> _REQUIRED WORK_:
Look below for the line containing "self.text = text.into();" and the line containing "device pixel ratio."; repeat exactly those two lines and all lines between them, and nothing else.

> _Stored items_:
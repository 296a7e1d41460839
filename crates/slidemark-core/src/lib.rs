//! Slidemark Core Library
//!
//! Annotation anchoring, slide composition and tutorial persistence for
//! step-by-step visual tutorials. Platform-agnostic: no windowing, no GPU.

pub mod annotations;
pub mod compositor;
pub mod config;
pub mod error;
pub mod mapper;
pub mod session;
pub mod slide;
pub mod storage;
pub mod tutorial;
pub mod widget;

pub use annotations::{Annotation, AnnotationId, AnnotationKind, PenStyle, RenderPlan};
pub use compositor::{Composite, WindowCapture, composite};
pub use config::AnnotatorConfig;
pub use error::{ConfigurationError, LoadWarning, ResourceError, SchemaError};
pub use mapper::ViewMapping;
pub use session::{EditorSession, HelperHandles, KeyInput, Tool};
pub use slide::{Slide, SlideId, SlideLayout, SlidePainter};
pub use storage::{FileStorage, MemoryStorage, Storage, StorageError, TutorialStore};
pub use tutorial::{Tutorial, TutorialMetadata};
pub use widget::{WidgetDescriptor, WidgetSidecar};
//! Text measurement and word wrapping for callout annotations.

/// Font metrics used to lay out annotation text.
///
/// The raster backend supplies metrics that match the glyphs it draws;
/// [`ApproximateMetrics`] is used when no backend is at hand (hit-testing
/// before the first redraw, headless loads).
pub trait TextMeasure {
    /// Advance width of `text` on one line.
    fn width(&self, text: &str, font_size: f64) -> f64;

    /// Distance between consecutive baselines.
    fn line_height(&self, font_size: f64) -> f64;
}

/// Character-count based estimate.
#[derive(Debug, Clone, Copy, Default)]
pub struct ApproximateMetrics;

impl ApproximateMetrics {
    /// Average glyph advance as a fraction of the font size.
    const CHAR_WIDTH_FACTOR: f64 = 0.55;
    /// Line height as a multiple of the font size.
    const LINE_HEIGHT_FACTOR: f64 = 1.2;
}

impl TextMeasure for ApproximateMetrics {
    fn width(&self, text: &str, font_size: f64) -> f64 {
        text.chars().count() as f64 * font_size * Self::CHAR_WIDTH_FACTOR
    }

    fn line_height(&self, font_size: f64) -> f64 {
        font_size * Self::LINE_HEIGHT_FACTOR
    }
}

/// Greedy word wrap.
///
/// Each source line is split on whitespace and words are appended while the
/// line still fits in `max_width`; a word that would overflow starts a new
/// line. A single word wider than `max_width` gets a line of its own. Empty
/// source lines are kept as empty output lines.
pub fn wrap_text(
    text: &str,
    max_width: f64,
    font_size: f64,
    metrics: &dyn TextMeasure,
) -> Vec<String> {
    let mut out = Vec::new();
    for source_line in text.lines() {
        let mut line = String::new();
        for word in source_line.split_whitespace() {
            if line.is_empty() {
                line.push_str(word);
                continue;
            }
            let candidate = format!("{line} {word}");
            if metrics.width(&candidate, font_size) > max_width {
                out.push(std::mem::take(&mut line));
                line.push_str(word);
            } else {
                line = candidate;
            }
        }
        out.push(line);
    }
    if out.is_empty() {
        out.push(String::new());
    }
    out
}

/// Widest line of `lines`.
pub fn block_width(lines: &[String], font_size: f64, metrics: &dyn TextMeasure) -> f64 {
    lines
        .iter()
        .map(|line| metrics.width(line, font_size))
        .fold(0.0, f64::max)
}
//! One tutorial page: a background image, its widgets and its annotations.

use crate::annotations::{
    Annotation, AnnotationId, GeometryConfig, GeometryContext, RenderPlan, TextMeasure,
};
use crate::error::SchemaError;
use crate::mapper::fit_within;
use crate::widget::WidgetDescriptor;
use image::RgbaImage;
use image::imageops::{self, FilterType};
use kurbo::{Point, Size, Vec2};
use serde::{Deserialize, Serialize};
use std::sync::Arc;
use uuid::Uuid;

/// Unique identifier for slides.
pub type SlideId = Uuid;

/// What kind of page a slide is.
#[derive(Debug, Clone, Copy, PartialEq, Eq, Hash, Default, Serialize, Deserialize)]
pub enum SlideLayout {
    #[default]
    Screenshot,
    Cover,
    Acknowledgment,
    Blank,
}

impl SlideLayout {
    pub fn name(self) -> &'static str {
        match self {
            SlideLayout::Screenshot => "Screenshot",
            SlideLayout::Cover => "Cover",
            SlideLayout::Acknowledgment => "Acknowledgment",
            SlideLayout::Blank => "Blank",
        }
    }

    pub fn from_name(name: &str) -> Result<Self, SchemaError> {
        match name {
            "Screenshot" => Ok(SlideLayout::Screenshot),
            "Cover" | "CoverPage" => Ok(SlideLayout::Cover),
            "Acknowledgment" => Ok(SlideLayout::Acknowledgment),
            "Blank" => Ok(SlideLayout::Blank),
            other => Err(SchemaError::UnknownLayout(other.to_string())),
        }
    }

    /// Cover and acknowledgment pages are exported even when inactive.
    pub fn always_emitted(self) -> bool {
        matches!(self, SlideLayout::Cover | SlideLayout::Acknowledgment)
    }
}

/// Rasterizes resolved annotation geometry onto a slide image.
///
/// The slide resolves geometry with the painter's own text metrics so that
/// bounding boxes match the glyphs actually drawn.
pub trait SlidePainter {
    /// Metrics of the font the painter draws with.
    fn metrics(&self) -> &dyn TextMeasure;

    /// Layout constants to resolve geometry with.
    fn geometry(&self) -> &GeometryConfig;

    /// Called once at the start of every redraw.
    fn begin_frame(&mut self) {}

    /// Draw one annotation's plan onto `canvas`.
    fn paint(&mut self, canvas: &mut RgbaImage, plan: &RenderPlan);
}

/// A tutorial page.
#[derive(Debug, Clone)]
pub struct Slide {
    id: SlideId,
    background: Arc<RgbaImage>,
    composed: Option<RgbaImage>,
    /// Widgets visible on the background, fixed at capture time.
    pub widgets: Vec<WidgetDescriptor>,
    annotations: Vec<Annotation>,
    pub title: String,
    pub body: String,
    pub layout: SlideLayout,
    /// `"<step>/<window>"` codes the background was built from.
    pub screenshot_sources: Vec<String>,
    /// Whether the slide is emitted on save/export.
    pub active: bool,
    /// The background is a slide image written by an earlier save, used
    /// because its window captures are gone.
    pub rendered_background: bool,
    window_offset: Vec2,
}

impl Slide {
    /// A screenshot slide.
    pub fn new(background: RgbaImage, widgets: Vec<WidgetDescriptor>) -> Self {
        Self {
            id: Uuid::new_v4(),
            background: Arc::new(background),
            composed: None,
            widgets,
            annotations: Vec::new(),
            title: String::new(),
            body: String::new(),
            layout: SlideLayout::Screenshot,
            screenshot_sources: Vec::new(),
            active: true,
            rendered_background: false,
            window_offset: Vec2::ZERO,
        }
    }

    /// A page without widgets (cover, acknowledgment, blank).
    pub fn page(layout: SlideLayout, background: RgbaImage) -> Self {
        Self {
            layout,
            ..Self::new(background, Vec::new())
        }
    }

    pub fn with_title(mut self, title: impl Into<String>) -> Self {
        self.title = title.into();
        self
    }

    pub fn with_body(mut self, body: impl Into<String>) -> Self {
        self.body = body.into();
        self
    }

    pub fn with_sources(mut self, sources: Vec<String>) -> Self {
        self.screenshot_sources = sources;
        self
    }

    pub fn id(&self) -> SlideId {
        self.id
    }

    /// Whether the slide is written on save.
    pub fn is_emitted(&self) -> bool {
        self.active || self.layout.always_emitted()
    }

    /// Deep copy with fresh slide and annotation identities.
    pub fn duplicate(&self) -> Self {
        let mut copy = self.clone();
        copy.id = Uuid::new_v4();
        copy.composed = None;
        for annotation in &mut copy.annotations {
            annotation.regenerate_id();
            annotation.selection_highlight = false;
        }
        copy
    }

    pub fn background(&self) -> &RgbaImage {
        &self.background
    }

    pub fn image_size(&self) -> Size {
        Size::new(self.background.width() as f64, self.background.height() as f64)
    }

    pub fn window_offset(&self) -> Vec2 {
        self.window_offset
    }

    /// Change the sub-window translation and restamp every annotation.
    pub fn set_window_offset(&mut self, offset: Vec2) {
        self.window_offset = offset;
        for annotation in &mut self.annotations {
            annotation.set_window_offset(offset);
        }
        self.composed = None;
    }

    /// Annotations in z-order, bottom first.
    pub fn annotations(&self) -> &[Annotation] {
        &self.annotations
    }

    pub fn annotation(&self, id: AnnotationId) -> Option<&Annotation> {
        self.annotations.iter().find(|a| a.id() == id)
    }

    pub fn annotation_mut(&mut self, id: AnnotationId) -> Option<&mut Annotation> {
        self.annotations.iter_mut().find(|a| a.id() == id)
    }

    /// Append on top and stamp the slide's window offset onto it.
    pub fn add_annotation(&mut self, mut annotation: Annotation) -> AnnotationId {
        annotation.set_window_offset(self.window_offset);
        let id = annotation.id();
        self.annotations.push(annotation);
        id
    }

    pub fn remove_annotation(&mut self, id: AnnotationId) -> Option<Annotation> {
        let index = self.annotations.iter().position(|a| a.id() == id)?;
        Some(self.annotations.remove(index))
    }

    /// Drop every annotation that was never committed. Returns how many went.
    pub fn discard_uncommitted(&mut self) -> usize {
        let before = self.annotations.len();
        self.annotations.retain(|a| a.persisted);
        before - self.annotations.len()
    }

    /// Clear every selection outline.
    pub fn clear_selection_highlights(&mut self) {
        for annotation in &mut self.annotations {
            annotation.selection_highlight = false;
        }
    }

    /// Widgets containing `position` (shifted by the window offset), in
    /// capture order. The last entry is the front-most candidate.
    pub fn find_widgets_at_position(&self, position: Point) -> Vec<&WidgetDescriptor> {
        let shifted = position + self.window_offset;
        self.widgets
            .iter()
            .filter(|widget| widget.contains(shifted))
            .collect()
    }

    /// Annotations whose bounding box contains `position`, largest area
    /// first. Equal areas keep z-order.
    ///
    /// Annotations not resolved since their last change are measured with
    /// `ctx`.
    pub fn find_annotations_at_position(
        &self,
        position: Point,
        ctx: &GeometryContext<'_>,
    ) -> Vec<&Annotation> {
        let mut hits: Vec<(f64, &Annotation)> = self
            .annotations
            .iter()
            .filter_map(|annotation| {
                let bounds = annotation.resolve_bounding_box(ctx);
                let inside = bounds.x0 <= position.x
                    && position.x <= bounds.x1
                    && bounds.y0 <= position.y
                    && position.y <= bounds.y1;
                inside.then_some((bounds.area(), annotation))
            })
            .collect();
        hits.sort_by(|(a, _), (b, _)| b.total_cmp(a));
        hits.into_iter().map(|(_, annotation)| annotation).collect()
    }

    /// Re-render every annotation, in z-order, onto a fresh copy of the
    /// background.
    pub fn redraw(&mut self, painter: &mut dyn SlidePainter) -> &RgbaImage {
        let mut canvas = RgbaImage::clone(&self.background);
        painter.begin_frame();

        let config = painter.geometry().clone();
        for index in 0..self.annotations.len() {
            let plan = {
                let ctx = GeometryContext::new(painter.metrics(), &config);
                self.annotations[index].compute_geometry(&ctx)
            };
            painter.paint(&mut canvas, &plan);
        }

        self.composed.insert(canvas)
    }

    /// Last redraw result, if any.
    pub fn composed_image(&self) -> Option<&RgbaImage> {
        self.composed.as_ref()
    }

    /// Drop the cached redraw.
    pub fn invalidate(&mut self) {
        self.composed = None;
    }

    /// Scaled copy of the last redraw (or the background if never drawn).
    ///
    /// With `preserve_aspect_ratio` the result fits inside `target`. The
    /// cached image is never touched.
    pub fn resized_output(&self, target: Size, preserve_aspect_ratio: bool) -> RgbaImage {
        let source = self.composed.as_ref().unwrap_or(self.background.as_ref());
        let source_size = Size::new(source.width() as f64, source.height() as f64);
        let size = if preserve_aspect_ratio {
            fit_within(source_size, target)
        } else {
            target
        };
        let width = (size.width.round() as u32).max(1);
        let height = (size.height.round() as u32).max(1);
        if width == source.width() && height == source.height() {
            return source.clone();
        }
        imageops::resize(source, width, height, FilterType::Triangle)
    }
}
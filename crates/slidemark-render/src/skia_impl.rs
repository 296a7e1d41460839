//! tiny-skia painter implementation.

use crate::bitmap_text::{BitmapMetrics, draw_text};
use crate::renderer::{OverlayStyle, RenderResult, RendererError};
use image::RgbaImage;
use kurbo::{Point, Rect};
use slidemark_core::annotations::{
    GeometryConfig, Primitive, RenderPlan, SerializableColor, TextMeasure,
};
use slidemark_core::slide::SlidePainter;
use tiny_skia::{
    FillRule, IntSize, LineCap, LineJoin, Paint, PathBuilder, Pixmap, Stroke, StrokeDash,
    Transform,
};

/// Convert RgbaImage to Pixmap, apply drawing function, and copy back.
fn with_pixmap(canvas: &mut RgbaImage, f: impl FnOnce(&mut Pixmap)) -> RenderResult<()> {
    let (w, h) = canvas.dimensions();
    let size = IntSize::from_wh(w, h)
        .ok_or_else(|| RendererError::InvalidSurface(format!("{w}x{h} canvas")))?;
    let mut pixmap = Pixmap::from_vec(canvas.as_raw().clone(), size)
        .ok_or_else(|| RendererError::RenderFailed("pixmap from canvas".into()))?;

    f(&mut pixmap);

    canvas.copy_from_slice(pixmap.data());
    Ok(())
}

fn paint_for(color: SerializableColor) -> Paint<'static> {
    let [r, g, b, a] = color.to_rgba_u8();
    let mut paint = Paint::default();
    paint.set_color_rgba8(r, g, b, a);
    paint.anti_alias = true;
    paint
}

fn stroke_for(width: f64) -> Stroke {
    Stroke {
        width: width.max(1.0) as f32,
        line_cap: LineCap::Round,
        line_join: LineJoin::Round,
        ..Default::default()
    }
}

fn skia_rect(rect: Rect) -> Option<tiny_skia::Rect> {
    let rect = rect.abs();
    tiny_skia::Rect::from_ltrb(rect.x0 as f32, rect.y0 as f32, rect.x1 as f32, rect.y1 as f32)
}

fn polygon_path(points: &[Point]) -> Option<tiny_skia::Path> {
    let (first, rest) = points.split_first()?;
    let mut pb = PathBuilder::new();
    pb.move_to(first.x as f32, first.y as f32);
    for point in rest {
        pb.line_to(point.x as f32, point.y as f32);
    }
    pb.close();
    pb.finish()
}

fn draw_shape(pixmap: &mut Pixmap, primitive: &Primitive) {
    match primitive {
        Primitive::Line {
            from,
            to,
            color,
            width,
        } => {
            let mut pb = PathBuilder::new();
            pb.move_to(from.x as f32, from.y as f32);
            pb.line_to(to.x as f32, to.y as f32);
            // Zero-length lines have no path.
            if let Some(path) = pb.finish() {
                pixmap.stroke_path(
                    &path,
                    &paint_for(*color),
                    &stroke_for(*width),
                    Transform::identity(),
                    None,
                );
            }
        }
        Primitive::Polygon {
            points,
            color,
            width,
            filled,
        } => {
            let Some(path) = polygon_path(points) else {
                return;
            };
            let paint = paint_for(*color);
            if *filled {
                pixmap.fill_path(&path, &paint, FillRule::Winding, Transform::identity(), None);
            }
            pixmap.stroke_path(&path, &paint, &stroke_for(*width), Transform::identity(), None);
        }
        Primitive::Rect {
            rect,
            color,
            width,
            filled,
        } => {
            let Some(skia) = skia_rect(*rect) else {
                return;
            };
            let paint = paint_for(*color);
            if *filled {
                pixmap.fill_rect(skia, &paint, Transform::identity(), None);
            }
            let path = PathBuilder::from_rect(skia);
            pixmap.stroke_path(&path, &paint, &stroke_for(*width), Transform::identity(), None);
        }
        Primitive::Text { .. } => {}
    }
}

fn outline(pixmap: &mut Pixmap, rect: Rect, color: SerializableColor, stroke: &Stroke) {
    if let Some(skia) = skia_rect(rect) {
        let path = PathBuilder::from_rect(skia);
        pixmap.stroke_path(&path, &paint_for(color), stroke, Transform::identity(), None);
    }
}

/// Rasterizes render plans with tiny-skia and bitmap glyphs.
pub struct SkiaPainter {
    metrics: BitmapMetrics,
    config: GeometryConfig,
    overlay: OverlayStyle,
    dash_phase: f32,
}

impl Default for SkiaPainter {
    fn default() -> Self {
        Self::new(GeometryConfig::default())
    }
}

impl SkiaPainter {
    pub fn new(config: GeometryConfig) -> Self {
        Self {
            metrics: BitmapMetrics,
            config,
            overlay: OverlayStyle::default(),
            dash_phase: 0.0,
        }
    }

    pub fn with_overlay(mut self, overlay: OverlayStyle) -> Self {
        self.overlay = overlay;
        self
    }

    /// Current dash offset of the selection outline.
    pub fn dash_phase(&self) -> f32 {
        self.dash_phase
    }

    /// Draw one plan: shapes, then text, then editing overlays.
    pub fn rasterize(&self, canvas: &mut RgbaImage, plan: &RenderPlan) -> RenderResult<()> {
        with_pixmap(canvas, |pixmap| {
            for primitive in &plan.primitives {
                draw_shape(pixmap, primitive);
            }
        })?;

        for primitive in &plan.primitives {
            if let Primitive::Text {
                origin,
                text,
                font_size,
                color,
            } = primitive
            {
                draw_text(canvas, *origin, text, *font_size, color.to_rgba_u8());
            }
        }

        if plan.target_highlight.is_none() && plan.selection_outline.is_none() {
            return Ok(());
        }
        let overlay = self.overlay;
        let dash_phase = self.dash_phase;
        with_pixmap(canvas, |pixmap| {
            if let Some(rect) = plan.target_highlight {
                let stroke = Stroke {
                    width: overlay.highlight_width,
                    ..Default::default()
                };
                outline(pixmap, rect, overlay.highlight_color, &stroke);
            }
            if let Some(rect) = plan.selection_outline {
                let stroke = Stroke {
                    width: overlay.selection_width,
                    dash: StrokeDash::new(overlay.selection_dash.to_vec(), dash_phase),
                    ..Default::default()
                };
                outline(pixmap, rect, overlay.selection_color, &stroke);
            }
        })
    }
}

impl SlidePainter for SkiaPainter {
    fn metrics(&self) -> &dyn TextMeasure {
        &self.metrics
    }

    fn geometry(&self) -> &GeometryConfig {
        &self.config
    }

    fn begin_frame(&mut self) {
        let period: f32 = self.overlay.selection_dash.iter().sum();
        self.dash_phase = (self.dash_phase + self.overlay.dash_step) % period.max(1.0);
    }

    fn paint(&mut self, canvas: &mut RgbaImage, plan: &RenderPlan) {
        if let Err(err) = self.rasterize(canvas, plan) {
            log::warn!("Failed to paint {} annotation: {err}", plan.kind);
        }
    }
}
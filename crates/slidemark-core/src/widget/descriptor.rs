//! Capture-time snapshot of one UI control.

use kurbo::{Point, Rect, Size, Vec2};
use serde::{Deserialize, Serialize};

/// A UI control as reported by the screenshot source.
///
/// Position and size are in image-space pixels of the screenshot the
/// descriptor came with. `path` is slash-separated and unique within one
/// capture.
#[derive(Debug, Clone, PartialEq, Serialize, Deserialize)]
#[serde(from = "RawDescriptor", into = "RawDescriptor")]
pub struct WidgetDescriptor {
    pub path: String,
    pub name: String,
    pub text: String,
    pub position: Point,
    pub size: Size,
}

impl WidgetDescriptor {
    pub fn new(path: impl Into<String>, position: Point, size: Size) -> Self {
        Self {
            path: path.into(),
            name: String::new(),
            text: String::new(),
            position,
            size,
        }
    }

    /// Stand-in for a path that no longer resolves: a 1x1 rect at the origin.
    ///
    /// The path is kept so the annotation saves back under the same reference.
    pub fn degenerate(path: impl Into<String>) -> Self {
        Self::new(path, Point::ZERO, Size::new(1.0, 1.0))
    }

    pub fn with_text(mut self, text: impl Into<String>) -> Self {
        self.text = text.into();
        self
    }

    pub fn with_name(mut self, name: impl Into<String>) -> Self {
        self.name = name.into();
        self
    }

    /// Bounds in image space.
    pub fn rect(&self) -> Rect {
        Rect::from_origin_size(self.position, self.size)
    }

    pub fn center(&self) -> Point {
        self.position + Vec2::new(self.size.width / 2.0, self.size.height / 2.0)
    }

    /// Inclusive containment on all four edges.
    pub fn contains(&self, point: Point) -> bool {
        let rect = self.rect();
        rect.x0 <= point.x && point.x <= rect.x1 && rect.y0 <= point.y && point.y <= rect.y1
    }

    /// Divide position and size by a device pixel ratio.
    pub fn to_logical(&self, device_pixel_ratio: f64) -> Self {
        if device_pixel_ratio <= 1.0 {
            return self.clone();
        }
        Self {
            position: Point::new(
                self.position.x / device_pixel_ratio,
                self.position.y / device_pixel_ratio,
            ),
            size: Size::new(
                self.size.width / device_pixel_ratio,
                self.size.height / device_pixel_ratio,
            ),
            ..self.clone()
        }
    }
}

/// On-disk shape of a descriptor: `{"name","path","text","position":[x,y],"size":[w,h]}`.
#[derive(Debug, Clone, Serialize, Deserialize)]
struct RawDescriptor {
    #[serde(default)]
    name: String,
    path: String,
    #[serde(default)]
    text: String,
    position: [f64; 2],
    size: [f64; 2],
}

impl From<RawDescriptor> for WidgetDescriptor {
    fn from(raw: RawDescriptor) -> Self {
        Self {
            path: raw.path,
            name: raw.name,
            text: raw.text,
            position: Point::new(raw.position[0], raw.position[1]),
            size: Size::new(raw.size[0], raw.size[1]),
        }
    }
}

impl From<WidgetDescriptor> for RawDescriptor {
    fn from(widget: WidgetDescriptor) -> Self {
        Self {
            name: widget.name,
            path: widget.path,
            text: widget.text,
            position: [widget.position.x, widget.position.y],
            size: [widget.size.width, widget.size.height],
        }
    }
}

#[cfg(test)]
mod tests {
    use super::*;

    #[test]
    fn test_contains_is_inclusive() {
        let w = WidgetDescriptor::new("a", Point::new(10.0, 10.0), Size::new(20.0, 20.0));
        assert!(w.contains(Point::new(10.0, 10.0)));
        assert!(w.contains(Point::new(30.0, 30.0)));
        assert!(!w.contains(Point::new(30.1, 30.0)));
    }

    #[test]
    fn test_degenerate() {
        let w = WidgetDescriptor::degenerate("A/B/C");
        assert_eq!(w.path, "A/B/C");
        assert_eq!(w.position, Point::ZERO);
        assert_eq!(w.size, Size::new(1.0, 1.0));
    }

    #[test]
    fn test_to_logical() {
        let w = WidgetDescriptor::new("a", Point::new(200.0, 100.0), Size::new(40.0, 20.0));
        let logical = w.to_logical(2.0);
        assert_eq!(logical.position, Point::new(100.0, 50.0));
        assert_eq!(logical.size, Size::new(20.0, 10.0));
        assert_eq!(w.to_logical(1.0), w);
    }

    #[test]
    fn test_json_shape() {
        let json = r#"{"name":"btn","path":"Main/Ok","text":"OK","position":[5,6],"size":[7,8]}"#;
        let w: WidgetDescriptor = serde_json::from_str(json).unwrap();
        assert_eq!(w.path, "Main/Ok");
        assert_eq!(w.position, Point::new(5.0, 6.0));
        assert_eq!(w.size, Size::new(7.0, 8.0));

        let value = serde_json::to_value(&w).unwrap();
        assert_eq!(value["position"], serde_json::json!([5.0, 6.0]));
    }
}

> _ANSWER TO THE EXERCISE_:
        self.text = text.into();
        self
    }

    pub fn with_name(mut self, name: impl Into<String>) -> Self {
        self.name = name.into();
        self
    }

    /// Bounds in image space.
    pub fn rect(&self) -> Rect {
        Rect::from_origin_size(self.position, self.size)
    }

    pub fn center(&self) -> Point {
        self.position + Vec2::new(self.size.width / 2.0, self.size.height / 2.0)
    }

    /// Inclusive containment on all four edges.
    pub fn contains(&self, point: Point) -> bool {
        let rect = self.rect();
        rect.x0 <= point.x && point.x <= rect.x1 && rect.y0 <= point.y && point.y <= rect.y1
    }

    /// Divide position and size by a device pixel ratio.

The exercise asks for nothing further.